Democrats in their recent legislation proposed preventing corporations from taking current losses and claiming them against taxes paid at the old 35% tax rate.
Mr. Trump, after stopping the negotiations earlier this month, has recently made clear he wants to reach a bipartisan agreement and would support a package even larger than the $1.88 trillion proposal from the administration.
“I’m ready to sign a big, beautiful stimulus,” Mr. Trump said in an NBC town hall Thursday night.
Even if Mrs. Pelosi and Mr. Mnuchin are able to reach an agreement, many Senate Republicans have said they are opposed to spending close to $2 trillion on another relief package, and it is unclear if Mr. Trump would be able to persuade enough of them to support it.
GOP aides and lawmakers said there was deep opposition in the Senate to authorizing nearly $2 trillion in new relief, on top of the roughly $3 trillion in federal aid that Congress has approved in coronavirus relief since March. Some Senate Republicans don’t support any additional spending, while for others anything over $1 trillion is too much to swallow. A handful of GOP senators in close re-election fights, however, have signaled they would support a higher number.
“If Speaker Pelosi ever lets the House reach a bipartisan agreement with the administration, the Senate would of course consider it. But Americans need help now,” Senate Majority Leader Mitch McConnell (R., Ky.) said Saturday.
Mr. McConnell said he would bring to the Senate floor this coming week a roughly $500 billion relief bill including funding for schools, federal unemployment insurance and funds for vaccine distribution, among other measures. The Senate will also vote Tuesday on a separate bill providing additional funds for the Paycheck Protection Program, a $670 billion federal initiative that provides forgivable government-backed loans to small businesses grappling with the economic fallout of the pandemic. Authorization for PPP expired in August with roughly $130 billion of the funds left over.
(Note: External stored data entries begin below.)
//! Google Calendar gateway.
//!
//! Thin REST client implementing [`CalendarGateway`]. Token acquisition
//! is the caller's problem -- an access token arrives at construction
//! and OAuth exchange stays outside this crate.

use chrono::{DateTime, Utc};
use serde_json::json;

use crate::conflict::BusyInterval;
use crate::scheduler::Assignment;
use crate::sync::gateway::CalendarGateway;
use crate::sync::types::SyncError;

const GOOGLE_API_BASE: &str = "https://www.googleapis.com/calendar/v3";

/// Google Calendar REST gateway.
pub struct GoogleCalendarGateway {
    http: reqwest::Client,
    base_url: String,
    calendar_id: String,
    access_token: String,
}

impl GoogleCalendarGateway {
    /// Create a gateway for one calendar with a ready access token.
    pub fn new(access_token: &str, calendar_id: &str) -> Self {
        Self {
            http: reqwest::Client::new(),
            base_url: GOOGLE_API_BASE.to_string(),
            calendar_id: calendar_id.to_string(),
            access_token: access_token.to_string(),
        }
    }

    /// Point the gateway at a different API root (tests).
    pub fn with_base_url(mut self, base_url: &str) -> Self {
        self.base_url = base_url.trim_end_matches('/').to_string();
        self
    }

    fn events_url(&self) -> String {
        format!(
            "{}/calendars/{}/events",
            self.base_url,
            urlencoding::encode(&self.calendar_id)
        )
    }
}

impl CalendarGateway for GoogleCalendarGateway {
    async fn fetch_busy(
        &self,
        from: DateTime<Utc>,
        to: DateTime<Utc>,
    ) -> Result<Vec<BusyInterval>, SyncError> {
        let body = json!({
            "timeMin": from.to_rfc3339(),
            "timeMax": to.to_rfc3339(),
            "items": [{"id": &self.calendar_id}],
        });

        let resp = self
            .http
            .post(format!("{}/freeBusy", self.base_url))
            .bearer_auth(&self.access_token)
            .json(&body)
            .send()
            .await?;

        if resp.status() == reqwest::StatusCode::UNAUTHORIZED {
            return Err(SyncError::AuthenticationRequired);
        }
        if !resp.status().is_success() {
            return Err(SyncError::CalendarApi(format!(
                "freeBusy returned {}",
                resp.status()
            )));
        }

        let payload: serde_json::Value = resp.json().await?;
        Ok(parse_free_busy(&payload, &self.calendar_id))
    }

    async fn create_event(&self, assignment: &Assignment) -> Result<String, SyncError> {
        let body = json!({
            "summary": &assignment.work_item_name,
            "start": {"dateTime": assignment.start.to_rfc3339()},
            "end": {"dateTime": assignment.end.to_rfc3339()},
            "extendedProperties": {
                "private": {
                    "timeboxer_assignment": &assignment.id,
                    "timeboxer_item": &assignment.work_item_id,
                }
            },
        });

        let resp = self
            .http
            .post(self.events_url())
            .bearer_auth(&self.access_token)
            .json(&body)
            .send()
            .await?;

        if !resp.status().is_success() {
            return Err(SyncError::CalendarApi(format!(
                "event insert returned {}",
                resp.status()
            )));
        }

        let payload: serde_json::Value = resp.json().await?;
        payload["id"]
            .as_str()
            .map(|s| s.to_string())
            .ok_or_else(|| SyncError::MalformedResponse("event insert response has no id".into()))
    }

    async fn delete_event(&self, remote_event_id: &str) -> Result<(), SyncError> {
        let url = format!(
            "{}/{}",
            self.events_url(),
            urlencoding::encode(remote_event_id)
        );

        let resp = self
            .http
            .delete(url)
            .bearer_auth(&self.access_token)
            .send()
            .await?;

        // 404/410 mean the event is already gone; that is the outcome
        // we wanted.
        if resp.status().is_success()
            || resp.status() == reqwest::StatusCode::NOT_FOUND
            || resp.status() == reqwest::StatusCode::GONE
        {
            Ok(())
        } else {
            Err(SyncError::CalendarApi(format!(
                "event delete returned {}",
                resp.status()
            )))
        }
    }
}

/// Extract busy intervals for one calendar from a freeBusy response.
///
/// Entries missing either endpoint, or with endpoints that do not parse
/// as RFC3339, are skipped -- a malformed provider row must never crash
/// the pass or block a slot it does not actually cover.
pub fn parse_free_busy(payload: &serde_json::Value, calendar_id: &str) -> Vec<BusyInterval> {
    let Some(entries) = payload["calendars"][calendar_id]["busy"].as_array() else {
        return Vec::new();
    };

    entries
        .iter()
        .filter_map(|entry| {
            let start = parse_instant(entry["start"].as_str()?)?;
            let end = parse_instant(entry["end"].as_str()?)?;
            Some(BusyInterval::new(start, end))
        })
        .collect()
}

fn parse_instant(s: &str) -> Option<DateTime<Utc>> {
    DateTime::parse_from_rfc3339(s)
        .ok()
        .map(|t| t.with_timezone(&Utc))
}

#[cfg(test)]
mod tests {
    use super::*;

    #[test]
    fn parse_free_busy_reads_intervals() {
        let payload = json!({
            "kind": "calendar#freeBusy",
            "calendars": {
                "primary": {
                    "busy": [
                        {"start": "2026-03-02T09:00:00Z", "end": "2026-03-02T10:00:00Z"},
                        {"start": "2026-03-03T14:00:00Z", "end": "2026-03-03T15:30:00Z"}
                    ]
                }
            }
        });

        let busy = parse_free_busy(&payload, "primary");
        assert_eq!(busy.len(), 2);
        assert_eq!(busy[0].start.to_rfc3339(), "2026-03-02T09:00:00+00:00");
    }

    #[test]
    fn parse_free_busy_skips_incomplete_entries() {
        let payload = json!({
            "calendars": {
                "primary": {
                    "busy": [
                        {"start": "2026-03-02T09:00:00Z"},
                        {"end": "2026-03-02T10:00:00Z"},
                        {"start": "not a time", "end": "2026-03-02T10:00:00Z"},
                        {"start": "2026-03-04T09:00:00Z", "end": "2026-03-04T10:00:00Z"}
                    ]
                }
            }
        });

        let busy = parse_free_busy(&payload, "primary");
        assert_eq!(busy.len(), 1);
        assert_eq!(busy[0].end.to_rfc3339(), "2026-03-04T10:00:00+00:00");
    }

    #[test]
    fn parse_free_busy_handles_missing_calendar() {
        let payload = json!({"calendars": {}});
        assert!(parse_free_busy(&payload, "primary").is_empty());
    }
}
Republicans said time was running out for the Senate to consider any new relief bill before Election Day, since the chamber is expected to spend the last week of October voting on Supreme Court nominee Amy Coney Barrett.
“If Democrats do not obstruct this legislation, we will have time to pass it before we turn to Judge Barrett’s nomination immediately after it comes out of committee,” Mr. McConnell said Saturday.
Democrats are expected to block the latest Senate GOP bills, which they have said are inadequate to meet the needs of the pandemic, holding out for a sweeping deal instead.
The president has expressed confidence that he would be able to flip reluctant Republicans.
“If we agree to something, the Republicans will agree to it,” Mr. Trump said Thursday night.